Like in a video game, the audience accumulates points during the course of the movie; at the end, if the score is high enough, a bonus scene is played. In addition to displaying points earned after interactive sequences, the Bridgeplane periodically provides random facts, helpful information and sarcastic comments. However, unlike interactive computer/video games that use live action footage, the interactive movie flows continuously; there are no noticeable breaks at the interactive junctions. And regardless of what choices are made, the movie lasts for 22 minutes (unless the bonus scene is added, which ups the time to 26 minutes). Points aside, there's really no right or wrong path to choose; the options are all variations on the same basic plot.
For all its creative technology, Mr. Payback suffers the problems that most "firsts" encounter. The potential of interactive movies may be vast, but Mr. Payback is rather crude and limited. It has the look and feel of a syndicated TV show. There's a manufactured-sounding announcer who narrates the film's beginning as the credits roll by -- you're almost waiting for the commercial break to follow. The picture is even squared-off like a TV screen rather than having the rectangular format common to most movies. And while this is a Hollywood project, Payback seems to be operating on a low budget, especially where its special effects are concerned.
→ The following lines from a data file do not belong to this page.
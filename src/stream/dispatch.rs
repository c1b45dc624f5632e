//! Inbound frame classification and handler routing.

use serde_json::Value;
use tracing::{debug, warn};

use crate::stream::handlers::{invoke, CallbackRegistry, Category, Handler};
use crate::stream::proto::{Channel, Payload, ServerMessage};

/// What happened to a single inbound frame.
#[derive(Clone, Copy, Debug, PartialEq, Eq)]
pub enum Dispatch {
    /// A registered handler ran to completion.
    Delivered(Category),
    /// A registered handler panicked; the panic was contained.
    HandlerPanicked(Category),
    /// The frame was classified but no handler is registered for it.
    Unhandled(Category),
    /// Heartbeat acknowledgement.
    Pong,
    /// A kind or channel this SDK does not route.
    Ignored,
    /// The frame is not valid JSON or has no known envelope.
    Malformed,
}

/// Routes raw frames to the handlers of a [`CallbackRegistry`].
///
/// Dispatch is synchronous: handlers run on the caller's task, in frame
/// arrival order, with no buffering.
#[derive(Clone, Debug, Default)]
pub struct Dispatcher {
    callbacks: CallbackRegistry,
}

impl Dispatcher {
    pub fn new(callbacks: CallbackRegistry) -> Self {
        Self { callbacks }
    }

    pub fn callbacks(&self) -> &CallbackRegistry {
        &self.callbacks
    }

    /// Parses and routes one raw text frame.
    pub fn dispatch(&self, raw: &str) -> Dispatch {
        match ServerMessage::from_text(raw) {
            Ok(message) => self.dispatch_message(message),
            Err(err) => {
                debug!(event = "stream_frame_malformed", error = %err);
                Dispatch::Malformed
            }
        }
    }

    /// Routes an already decoded server message.
    pub fn dispatch_message(&self, message: ServerMessage) -> Dispatch {
        match message {
            ServerMessage::Data(data) => match Channel::classify(&data.channel) {
                Channel::Tick => deliver(Category::Tick, self.callbacks.tick(), data.data),
                Channel::Candle => deliver(Category::Candle, self.callbacks.candle(), data.data),
                Channel::Signal => deliver(Category::Signal, self.callbacks.signal(), data.data),
                Channel::OptionsSignal => deliver(
                    Category::OptionsSignal,
                    self.callbacks.options_signal(),
                    data.data,
                ),
                Channel::Other(_) => Dispatch::Ignored,
            },
            ServerMessage::Error(error) => {
                warn!(
                    event = "stream_server_error",
                    message = error.message.as_deref().unwrap_or("")
                );
                match self.callbacks.error() {
                    Some(handler) => outcome(Category::Error, invoke(Category::Error, &handler, &error)),
                    None => Dispatch::Unhandled(Category::Error),
                }
            }
            ServerMessage::Pong => Dispatch::Pong,
            ServerMessage::AuthOk(_) | ServerMessage::AuthError(_) | ServerMessage::Unknown => {
                Dispatch::Ignored
            }
        }
    }
}

/// Hands the payload to `handler`, if any. The payload is only decoded when
/// a handler is registered.
fn deliver<T>(category: Category, handler: Option<Handler<T>>, payload: Value) -> Dispatch
where
    T: Payload,
{
    let Some(handler) = handler else {
        return Dispatch::Unhandled(category);
    };
    let value = T::from_data(payload);
    outcome(category, invoke(category, &handler, &value))
}

fn outcome(category: Category, completed: bool) -> Dispatch {
    if completed {
        Dispatch::Delivered(category)
    } else {
        Dispatch::HandlerPanicked(category)
    }
}
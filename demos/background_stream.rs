use std::error::Error;
use std::sync::atomic::{AtomicU64, Ordering};
use std::sync::Arc;
use std::time::Duration;

use secrecy::SecretString;
use tinkclaw_sdk::stream::StreamClient;
use tracing_subscriber::EnvFilter;

fn main() -> Result<(), Box<dyn Error>> {
    tracing_subscriber::fmt()
        .with_env_filter(
            EnvFilter::try_from_default_env().unwrap_or_else(|_| EnvFilter::new("info")),
        )
        .init();

    let token = std::env::var("TINKCLAW_STREAM_TOKEN")
        .unwrap_or_else(|_| "REPLACE_WITH_STREAM_TOKEN".to_string());

    let client = StreamClient::new(SecretString::new(token)).with_max_backoff(Duration::from_secs(30));
    client.subscribe(["BTC", "ETH", "SOL"], ["candle:60", "options_signal"]);

    let candles = Arc::new(AtomicU64::new(0));
    {
        let candles = Arc::clone(&candles);
        client.callbacks().on_candle(move |candle| {
            candles.fetch_add(1, Ordering::Relaxed);
            if let Some(change_pct) = candle.change_pct().filter(|pct| pct.abs() > 0.5) {
                println!(
                    "{} candle {change_pct:+.2}% (H={:?} L={:?})",
                    candle.symbol, candle.high, candle.low
                );
            }
        });
    }
    client.callbacks().on_options_signal(|signal| {
        println!(
            "{} {} severity={}",
            signal.underlying,
            signal.signal_type.as_deref().unwrap_or("?"),
            signal.severity.as_deref().unwrap_or("?")
        );
    });

    let handle = client.start_background()?;
    std::thread::sleep(Duration::from_secs(120));
    handle.stop();
    handle.join()?;

    println!("received {} candles", candles.load(Ordering::Relaxed));
    Ok(())
}
//! Callback registry with one optional handler slot per message category.

use std::fmt;
use std::panic::{catch_unwind, AssertUnwindSafe};
use std::sync::{Arc, PoisonError, RwLock};

use tracing::error;

use crate::stream::proto::{AuthOkMsg, Candle, ErrorMsg, OptionsSignal, SignalUpdate, Tick};

/// Shared handler stored in a registry slot.
pub type Handler<T> = Arc<dyn Fn(&T) + Send + Sync>;

/// Message category a handler can be registered for.
#[derive(Clone, Copy, Debug, PartialEq, Eq, Hash)]
pub enum Category {
    Tick,
    Candle,
    Signal,
    OptionsSignal,
    Connect,
    Disconnect,
    Error,
}

impl Category {
    pub fn as_str(self) -> &'static str {
        match self {
            Self::Tick => "tick",
            Self::Candle => "candle",
            Self::Signal => "signal",
            Self::OptionsSignal => "options_signal",
            Self::Connect => "connect",
            Self::Disconnect => "disconnect",
            Self::Error => "error",
        }
    }
}

impl fmt::Display for Category {
    fn fmt(&self, f: &mut fmt::Formatter<'_>) -> fmt::Result {
        f.write_str(self.as_str())
    }
}

#[derive(Default)]
struct Slots {
    tick: Option<Handler<Tick>>,
    candle: Option<Handler<Candle>>,
    signal: Option<Handler<SignalUpdate>>,
    options_signal: Option<Handler<OptionsSignal>>,
    connect: Option<Handler<AuthOkMsg>>,
    disconnect: Option<Handler<str>>,
    error: Option<Handler<ErrorMsg>>,
}

/// Handlers invoked by the stream client.
///
/// Cloning yields another handle to the same slots, so handlers can be set
/// or replaced while a stream is running. Setting a slot twice keeps only
/// the latest handler.
#[derive(Clone, Default)]
pub struct CallbackRegistry {
    slots: Arc<RwLock<Slots>>,
}

macro_rules! slot_accessors {
    ($(#[$doc:meta] $setter:ident, $getter:ident, $field:ident: $ty:ty;)*) => {
        $(
            #[$doc]
            pub fn $setter<F>(&self, handler: F) -> &Self
            where
                F: Fn(&$ty) + Send + Sync + 'static,
            {
                self.write().$field = Some(Arc::new(handler));
                self
            }

            pub(crate) fn $getter(&self) -> Option<Handler<$ty>> {
                self.read().$field.clone()
            }
        )*
    };
}

impl CallbackRegistry {
    pub fn new() -> Self {
        Self::default()
    }

    slot_accessors! {
        /// Handler for `tick` channel payloads.
        on_tick, tick, tick: Tick;
        /// Handler for any `candle:*` channel payload.
        on_candle, candle, candle: Candle;
        /// Handler for `signal` channel payloads.
        on_signal, signal, signal: SignalUpdate;
        /// Handler for `options_signal` channel payloads.
        on_options_signal, options_signal, options_signal: OptionsSignal;
        /// Handler called with the `auth_ok` reply after each successful authentication.
        on_connect, connect, connect: AuthOkMsg;
        /// Handler called with a human-readable reason whenever a session ends.
        on_disconnect, disconnect, disconnect: str;
        /// Handler for `error` frames sent by the server.
        on_error, error, error: ErrorMsg;
    }

    /// Removes the handler for `category`.
    pub fn clear(&self, category: Category) {
        let mut slots = self.write();
        match category {
            Category::Tick => slots.tick = None,
            Category::Candle => slots.candle = None,
            Category::Signal => slots.signal = None,
            Category::OptionsSignal => slots.options_signal = None,
            Category::Connect => slots.connect = None,
            Category::Disconnect => slots.disconnect = None,
            Category::Error => slots.error = None,
        }
    }

    pub fn is_registered(&self, category: Category) -> bool {
        let slots = self.read();
        match category {
            Category::Tick => slots.tick.is_some(),
            Category::Candle => slots.candle.is_some(),
            Category::Signal => slots.signal.is_some(),
            Category::OptionsSignal => slots.options_signal.is_some(),
            Category::Connect => slots.connect.is_some(),
            Category::Disconnect => slots.disconnect.is_some(),
            Category::Error => slots.error.is_some(),
        }
    }

    fn read(&self) -> std::sync::RwLockReadGuard<'_, Slots> {
        self.slots.read().unwrap_or_else(PoisonError::into_inner)
    }

    fn write(&self) -> std::sync::RwLockWriteGuard<'_, Slots> {
        self.slots.write().unwrap_or_else(PoisonError::into_inner)
    }
}

impl fmt::Debug for CallbackRegistry {
    fn fmt(&self, f: &mut fmt::Formatter<'_>) -> fmt::Result {
        let slots = self.read();
        f.debug_struct("CallbackRegistry")
            .field("tick", &slots.tick.is_some())
            .field("candle", &slots.candle.is_some())
            .field("signal", &slots.signal.is_some())
            .field("options_signal", &slots.options_signal.is_some())
            .field("connect", &slots.connect.is_some())
            .field("disconnect", &slots.disconnect.is_some())
            .field("error", &slots.error.is_some())
            .finish()
    }
}

/// Runs `handler`, isolating a panic so it cannot take the stream down.
///
/// Returns `false` when the handler panicked.
pub(crate) fn invoke<T: ?Sized>(category: Category, handler: &Handler<T>, value: &T) -> bool {
    match catch_unwind(AssertUnwindSafe(|| handler(value))) {
        Ok(()) => true,
        Err(panic) => {
            let detail = panic
                .downcast_ref::<&str>()
                .map(|s| s.to_string())
                .or_else(|| panic.downcast_ref::<String>().cloned())
                .unwrap_or_else(|| "non-string panic payload".to_string());
            error!(
                event = "stream_handler_panicked",
                category = category.as_str(),
                detail
            );
            false
        }
    }
}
Written and directed by Bob Gale, who co-wrote and produced Back to the Future, Payback has a cheesy plot that, were it not for some adult subject matter and language, would seem geared for children. ("Mommy, what's an enema?" one child in the preview audience asked.) Regardless of what choices the audience makes, the plot of the film goes like this: Mr. Payback -- cyborg hero for hire -- accepts a client's case, meets the scumbag who has done something truly dreadful to the client, gets thrashed by the scumbag, goes on a reconnaissance mission for evidence against the scumbag and finally kidnaps the scumbag for the Payback Time game show. (The bonus scene is a trip by Warlock and Gwen to a "Non-interactive Film Festival.")
Due to its nature, Mr. Payback has only two constant characters: Payback (Billy Warlock) and his assistant, Gwen (Holly Fields). In creating the film's hero, Gale cybernetically enhanced Back to the Future's Marty McFly. Warlock plays a rather bland underdog. Granted, he doesn't have much to work with, but that's no excuse; Fields has even less to work with as Gwen, yet she manages to pull her part off with considerably more charm.
About the only redeeming performance other than Fields' comes from Christopher Lloyd, who plays a racist, gourmet-food eating bastard -- quite a departure from his standard lovable goofball typecasting. During Payback Time, there's some entertaining cameo appearances by stars such as Cheech Marin and Ice-T, which should have parents leaving the theater with their children in tow, if they haven't left already.
Mr. Payback would have been better if its creators had made a choice themselves -- whether to make the movie adult-oriented or child-oriented. As it stands, Mr. Payback is too offensive for kids and too dumb for adults. Considering the potential of interactive movies, Mr. Payback isn't very impressive. But then again, Pong -- the amoeba of video games -- was pretty lame, too.
Directed by Bob Gale. With Billy Warlock, Holly Fields and Christopher Lloyd.